ITKL is a more potent activator of the SUR2B/Kir6.1 subtype of KATP channels, this selectivity is not seen in other K-channel openers such as diazoxide or pinacidil[2]. KATP channels are ubiquitously expressed on the plasma membrane of cells in multiple organs, including the heart, pancreas and brain[12]. The molecular structure of KATP channels is thought to be a heteromultimeric (tetrameric) assembly of these complexes: Kir6.2 with SUR1 (SUR1/Kir6.2, pancreatic type), Kir6.2 with SUR2A (SUR2A/ Kir6.2, cardiac type), and Kir6.1 with SUR2B (SUR2B/Kir6.1, Vascular smooth muscle type) [i.e., (SUR/Kir6.x) 4][13]. Diverse classes of KATP channels exist in different tissues and cell types. For example, sarcolemmal KATP channels in conduction system, smooth muscle and endothelium have the same pore-forming subunit (Kir6.1) and regulatory subunit (SUR2B)[14]. Iptakalim is a KATP channel opener with a unique chemical structure that differs from other KATP openers. Among the 3 different subtypes of KATP channels, Iptakalim exhibits significant selectivity for SUR2B/Kir6.1 channels (being absent in the atrium and ventricles), mild effects on SUR2A/Kir6.2 channels (existing in the atrium and ventricle), and fails to open SUR1/Kir6.2 channels (existing in the atrium). Therefore, Iptakalim has relatively little effect on atrium and ventricle. in vitro experiments showed that Iptakalim could selectively regulate gene expression in important organs, heart, brain and liver of rats, and repeated administration of ITKL did not lead to pharmacological changes of the heart, and no pathological changes were found in myocardial tissue and its ultrastructure[15]. The clinical trial with hypertension patients also showed that ITKL had significant antihypertensive effect, but no significant effect on QT interval dispersion[16], which is consistent with our findings.

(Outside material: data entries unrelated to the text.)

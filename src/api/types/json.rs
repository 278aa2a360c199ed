//! Custom JSON extractor that returns errors as JSON

use axum::{
    extract::{FromRequest, Request},
    http::StatusCode,
    response::{IntoResponse, Response},
    Json as AxumJson,
};
use serde::de::DeserializeOwned;

use super::error::{ApiErrorDetail, ApiErrorResponse, ApiErrorType};

/// `axum::Json` whose rejections use the API error body
#[derive(Debug, Clone, Copy, Default)]
pub struct Json<T>(pub T);

impl<T> Json<T> {
    /// Consume the extractor and return the inner value
    pub fn into_inner(self) -> T {
        self.0
    }
}

impl<T> std::ops::Deref for Json<T> {
    type Target = T;

    fn deref(&self) -> &Self::Target {
        &self.0
    }
}

impl<T> std::ops::DerefMut for Json<T> {
    fn deref_mut(&mut self) -> &mut Self::Target {
        &mut self.0
    }
}

/// JSON rejection error that returns API error format
#[derive(Debug)]
pub struct JsonRejection {
    status: StatusCode,
    message: String,
}

impl IntoResponse for JsonRejection {
    fn into_response(self) -> Response {
        let response = ApiErrorResponse {
            error: ApiErrorDetail {
                message: self.message,
                error_type: ApiErrorType::InvalidRequestError,
                code: Some("json_parse_error".to_string()),
            },
        };

        (self.status, AxumJson(response)).into_response()
    }
}

impl<S, T> FromRequest<S> for Json<T>
where
    T: DeserializeOwned,
    S: Send + Sync,
{
    type Rejection = JsonRejection;

    async fn from_request(req: Request, state: &S) -> Result<Self, Self::Rejection> {
        match AxumJson::<T>::from_request(req, state).await {
            Ok(AxumJson(value)) => Ok(Json(value)),
            Err(rejection) => {
                let message = format_rejection_message(&rejection);
                let status = rejection.status();

                Err(JsonRejection { status, message })
            }
        }
    }
}

/// Format the rejection message to be more user-friendly
fn format_rejection_message(rejection: &axum::extract::rejection::JsonRejection) -> String {
    use axum::extract::rejection::JsonRejection::*;

    match rejection {
        JsonDataError(err) => {
            format!("Invalid JSON data: {}", err.body_text())
        }
        JsonSyntaxError(err) => {
            format!("Invalid JSON syntax: {}", err.body_text())
        }
        MissingJsonContentType(_) => {
            "Missing Content-Type header. Expected 'application/json'.".to_string()
        }
        BytesRejection(err) => {
            format!("Failed to read request body: {}", err.body_text())
        }
        _ => "Invalid JSON request".to_string(),
    }
}

impl<T> IntoResponse for Json<T>
where
    T: serde::Serialize,
{
    fn into_response(self) -> Response {
        AxumJson(self.0).into_response()
    }
}

impl<T> From<T> for Json<T> {
    fn from(value: T) -> Self {
        Json(value)
    }
}

#[cfg(test)]
mod tests {
    use super::*;
    use crate::domain::Message;
    use axum::body::Body;
    use axum::http::header::CONTENT_TYPE;

    #[test]
    fn test_json_rejection_into_response() {
        let rejection = JsonRejection {
            status: StatusCode::UNPROCESSABLE_ENTITY,
            message: "Test error".to_string(),
        };

        let response = rejection.into_response();
        assert_eq!(response.status(), StatusCode::UNPROCESSABLE_ENTITY);
    }

    #[tokio::test]
    async fn test_missing_field_is_rejected_as_json() {
        let request = Request::builder()
            .method("POST")
            .header(CONTENT_TYPE, "application/json")
            .body(Body::from(r#"{"context": "no message"}"#))
            .unwrap();

        let rejection = Json::<Message>::from_request(request, &()).await.unwrap_err();

        assert_eq!(rejection.status, StatusCode::UNPROCESSABLE_ENTITY);
        assert!(rejection.message.starts_with("Invalid JSON data"));
    }

    #[tokio::test]
    async fn test_message_body_is_extracted() {
        let request = Request::builder()
            .method("POST")
            .header(CONTENT_TYPE, "application/json")
            .body(Body::from(r#"{"message": "hello", "temperature": 0.5}"#))
            .unwrap();

        let Json(message) = Json::<Message>::from_request(request, &()).await.unwrap();

        assert_eq!(message.content, "hello");
        assert_eq!(message.temperature, Some(0.5));
    }

    #[test]
    fn test_json_deref() {
        let json = Json("hello".to_string());
        assert_eq!(*json, "hello");
    }

    #[test]
    fn test_json_into_inner() {
        let json = Json(42);
        assert_eq!(json.into_inner(), 42);
    }
}
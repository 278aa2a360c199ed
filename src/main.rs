use ai_relay::cli::{self, Cli, Command};
use clap::Parser;

#[tokio::main]
async fn main() -> anyhow::Result<()> {
    let cli = Cli::parse();

    match cli.command {
        Command::Responder => cli::responder::run().await,
        Command::Forwarder => cli::forwarder::run().await,
        Command::Send(args) => cli::client::send(args).await,
        Command::Health => cli::client::health().await,
        Command::Models => cli::client::models().await,
    }
}
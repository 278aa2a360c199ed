//! Backend credential domain

mod credential;
mod provider;

pub use credential::Credential;
pub use provider::CredentialProvider;

#[cfg(test)]
pub use provider::mock;
//! Offline backend that echoes the message back

use std::sync::atomic::{AtomicU64, Ordering};
use std::time::Duration;

use async_trait::async_trait;
use futures::{stream, StreamExt};

use crate::domain::usage::approximate_tokens;
use crate::domain::{Completion, CompletionDelta, CompletionRequest, DeltaStream, DomainError, LlmBackend};

/// Deterministic backend that never touches the network.
///
/// Every call, streamed or not, takes the next value of one shared counter,
/// so responses are tagged `#1`, `#2`, ... in call order.
#[derive(Debug, Default)]
pub struct MockBackend {
    counter: AtomicU64,
    delay: Duration,
}

impl MockBackend {
    pub fn new() -> Self {
        Self::default()
    }

    /// Simulate backend latency; streams pause this long between words
    pub fn with_delay(mut self, delay: Duration) -> Self {
        self.delay = delay;
        self
    }

    fn next_sequence(&self) -> u64 {
        self.counter.fetch_add(1, Ordering::SeqCst) + 1
    }

    pub fn calls(&self) -> u64 {
        self.counter.load(Ordering::SeqCst)
    }
}

pub fn mock_response_text(sequence: u64, message: &str) -> String {
    format!(
        "[MOCK RESPONSE #{}] You said: '{}'. This is a test response without calling any external API.",
        sequence, message
    )
}

pub fn mock_stream_text(sequence: u64, message: &str) -> String {
    format!(
        "[MOCK STREAM #{}] You said: '{}'. This is a streaming test response.",
        sequence, message
    )
}

#[async_trait]
impl LlmBackend for MockBackend {
    async fn chat(&self, request: &CompletionRequest) -> Result<Completion, DomainError> {
        let sequence = self.next_sequence();

        if !self.delay.is_zero() {
            tokio::time::sleep(self.delay).await;
        }

        let prompt = request.user_prompt();
        let content = mock_response_text(sequence, prompt);
        let prompt_tokens = approximate_tokens(prompt);
        let completion_tokens = approximate_tokens(&content);

        Ok(Completion::new(&request.model, content).with_usage(prompt_tokens, completion_tokens))
    }

    async fn chat_stream(&self, request: &CompletionRequest) -> Result<DeltaStream, DomainError> {
        let sequence = self.next_sequence();

        let prompt = request.user_prompt();
        let content = mock_stream_text(sequence, prompt);
        let usage = CompletionDelta::Usage {
            prompt_tokens: approximate_tokens(prompt),
            completion_tokens: approximate_tokens(&content),
        };

        let words: Vec<String> = content
            .split_inclusive(' ')
            .map(str::to_string)
            .collect();

        let delay = self.delay;
        let text = stream::iter(words).then(move |word| async move {
            if !delay.is_zero() {
                tokio::time::sleep(delay).await;
            }
            Ok::<_, DomainError>(CompletionDelta::Text(word))
        });
        let tail = stream::iter([Ok(usage), Ok(CompletionDelta::Finished)]);

        Ok(Box::pin(text.chain(tail)))
    }

    fn provider_name(&self) -> &'static str {
        "mock"
    }
}
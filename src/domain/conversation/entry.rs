use chrono::{DateTime, Utc};
use serde::{Deserialize, Serialize};
use uuid::Uuid;

use crate::domain::llm::{AiResponse, Message};
use crate::domain::usage::UsageStats;

/// One completed exchange, in the order it finished
#[derive(Debug, Clone, PartialEq, Serialize, Deserialize)]
#[serde(rename_all = "camelCase")]
pub struct ConversationEntry {
    pub id: Uuid,
    pub message: Message,
    pub response: AiResponse,
    pub recorded_at: DateTime<Utc>,
}

impl ConversationEntry {
    pub fn new(message: Message, response: AiResponse) -> Self {
        Self {
            id: Uuid::new_v4(),
            message,
            response,
            recorded_at: Utc::now(),
        }
    }
}

/// History and stats read under the same lock
#[derive(Debug, Clone, Default, PartialEq, Serialize, Deserialize)]
pub struct ConversationSnapshot {
    pub history: Vec<ConversationEntry>,
    pub stats: UsageStats,
}
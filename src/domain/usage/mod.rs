//! Usage tracking and cost estimation domain
//!
//! Provides the static pricing table, running usage statistics and the
//! token approximation used when a backend reports no counts.

mod pricing;
mod stats;

pub use pricing::{
    default_model_pricing, estimate_cost, pricing_for, resolve_model_alias, CostEstimate,
    ModelPricing,
};
pub use stats::{ModelUsage, UsageStats};

/// Tokens assumed per whitespace-separated word
pub const TOKENS_PER_WORD: u32 = 2;

/// Rough token count: two tokens per word. Not a real tokenizer.
pub fn approximate_tokens(text: &str) -> u32 {
    let words = text.split_whitespace().count() as u32;
    words.saturating_mul(TOKENS_PER_WORD)
}

#[cfg(test)]
mod tests {
    use super::*;

    #[test]
    fn test_approximate_tokens() {
        assert_eq!(approximate_tokens(""), 0);
        assert_eq!(approximate_tokens("What is Python?"), 6);
        assert_eq!(approximate_tokens("  spaced   out\nwords "), 6);
    }
}
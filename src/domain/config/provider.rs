use std::time::Duration;

use crate::domain::credentials::Credential;
use crate::domain::llm::{GenerationSettings, ProviderKind};
use crate::domain::DomainError;

/// Everything needed to build and drive one backend.
///
/// Fixed for the life of the process, except `defaults`, which seeds the
/// responder's runtime settings.
#[derive(Debug, Clone)]
pub struct ProviderConfig {
    pub kind: ProviderKind,
    pub defaults: GenerationSettings,
    pub credential: Option<Credential>,
    /// Override for the backend endpoint (OpenAI-compatible servers, tests)
    pub base_url: Option<String>,
    /// AWS region for Bedrock
    pub region: Option<String>,
    /// Artificial latency of the mock backend
    pub mock_delay: Duration,
}

impl ProviderConfig {
    pub fn new(kind: ProviderKind) -> Self {
        Self {
            kind,
            defaults: GenerationSettings::for_provider(kind),
            credential: None,
            base_url: None,
            region: None,
            mock_delay: Duration::ZERO,
        }
    }

    pub fn mock() -> Self {
        Self::new(ProviderKind::Mock)
    }

    pub fn with_defaults(mut self, defaults: GenerationSettings) -> Self {
        self.defaults = defaults;
        self
    }

    pub fn with_credential(mut self, credential: Credential) -> Self {
        self.credential = Some(credential);
        self
    }

    pub fn with_base_url(mut self, base_url: impl Into<String>) -> Self {
        self.base_url = Some(base_url.into());
        self
    }

    pub fn with_region(mut self, region: impl Into<String>) -> Self {
        self.region = Some(region.into());
        self
    }

    pub fn with_mock_delay(mut self, delay: Duration) -> Self {
        self.mock_delay = delay;
        self
    }

    /// Whether the credentials this backend needs are present
    pub fn is_configured(&self) -> bool {
        match self.kind {
            ProviderKind::Mock => true,
            ProviderKind::OpenAi | ProviderKind::Bedrock => self
                .credential
                .as_ref()
                .is_some_and(|c| c.provider() == self.kind && !c.secret().is_empty()),
        }
    }

    pub fn validate(&self) -> Result<(), DomainError> {
        self.defaults.validate()
    }
}

#[cfg(test)]
mod tests {
    use super::*;

    #[test]
    fn test_mock_is_always_configured() {
        assert!(ProviderConfig::mock().is_configured());
    }

    #[test]
    fn test_remote_backends_need_credentials() {
        let config = ProviderConfig::new(ProviderKind::OpenAi);
        assert!(!config.is_configured());
        assert_eq!(config.defaults.default_model, "gpt-4");

        let config = config.with_credential(Credential::new(ProviderKind::OpenAi, "sk-test"));
        assert!(config.is_configured());
    }

    #[test]
    fn test_credential_for_other_backend_does_not_count() {
        let config = ProviderConfig::new(ProviderKind::Bedrock)
            .with_credential(Credential::new(ProviderKind::OpenAi, "sk-test"));
        assert!(!config.is_configured());
    }

    #[test]
    fn test_validate_rejects_bad_defaults() {
        let config = ProviderConfig::mock()
            .with_defaults(GenerationSettings::new("mock-model", 9.0, 100));
        assert!(matches!(
            config.validate(),
            Err(DomainError::InvalidConfig { .. })
        ));
    }
}
//! Forwarder-side relay to a responder

mod http_transport;
mod in_process;
mod retry;
mod service;
pub mod transport;

pub use http_transport::HttpResponderTransport;
pub use in_process::InProcessTransport;
pub use retry::retry_with_backoff;
pub use service::RelayService;
pub use transport::ResponderTransport;
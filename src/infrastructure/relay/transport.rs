use async_trait::async_trait;
use std::fmt::Debug;

use crate::domain::{
    AiResponse, ChunkStream, DomainError, Message, ModelCatalog, ProviderSettings,
    ResponderHealth, TransportError,
};

/// How the forwarder reaches a responder.
///
/// One call is one attempt; retrying is the relay's job. Errors are
/// classified by [`TransportError::is_retryable`].
#[async_trait]
pub trait ResponderTransport: Send + Sync + Debug {
    async fn process(&self, message: &Message) -> Result<AiResponse, TransportError>;

    /// Establish a chunk stream. Failures after this returns arrive as an
    /// `Error` chunk.
    async fn open_stream(&self, message: &Message) -> Result<ChunkStream, TransportError>;

    async fn health(&self) -> Result<ResponderHealth, TransportError>;

    async fn list_models(&self) -> Result<ModelCatalog, TransportError>;

    async fn get_config(&self) -> Result<ProviderSettings, TransportError>;

    /// Where requests go, for logs
    fn target(&self) -> String;
}

/// Map a responder-side error to what the forwarder would see over HTTP
pub fn status_error(err: &DomainError) -> TransportError {
    TransportError::status(err.status_code(), err.message())
}


#[cfg(test)]
mod tests {
    use super::*;

    #[test]
    fn test_status_error_keeps_classification() {
        let terminal = status_error(&DomainError::invalid_request("Message too long"));
        assert_eq!(terminal, TransportError::status(400, "Message too long"));
        assert!(!terminal.is_retryable());

        assert!(status_error(&DomainError::backend_error("openai", "HTTP 500")).is_retryable());
        assert!(status_error(&DomainError::backend_unavailable("openai", "no key")).is_retryable());
        assert!(status_error(&DomainError::rate_limited("openai", "slow")).is_retryable());
    }
}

However, in another experimental system, it was showed that Iptakalim had an effect on the isolated heart of spontaneously hypertensive rats: 1μmol/L showed simple HR acceleration, 10μmol/L showed positive frequency and negative inotropic effect, 100μmol/L showed simple negative inotropic effect[17], this experimental effect in vitro may be related to the wild direct effect on SUR2A/Kir6.2 in high concentration Iptakalim environment. The effect on the heart of patients with hypertension under the normal concentration of Iptakalim administration remains to be researched. And orther preclinical experiments showed that ITKL exhibits selective effects on cardiac function and hemodynamics in rats, but this effect is not obvious under normal blood pressure[18]. It is not clear whether this selectivity would be reflected in the AEs of QT interval prolongation until now. Therefore, we can only conclude that the therapeutic dose of ITKL has little effect on the cardiac QT interval of healthy adults, and its cardiotoxicity in patients with hypertension needs to be further explored.

Conclusion

In healthy people, ITKL appears safe when administered orally via single dose and multiple dose, and continuous oral administration of ITKL tablets 10mg or 20mg exhibited no accumulation effect. We used ER analysis to assess potential QT prolongation by ITKL. The upper bounds of the 90% CI of the model-predicted ΔΔQTcF effect at Cmax in all dose groups were below 10 ms, suggesting that ITKL did not prolong QT interval.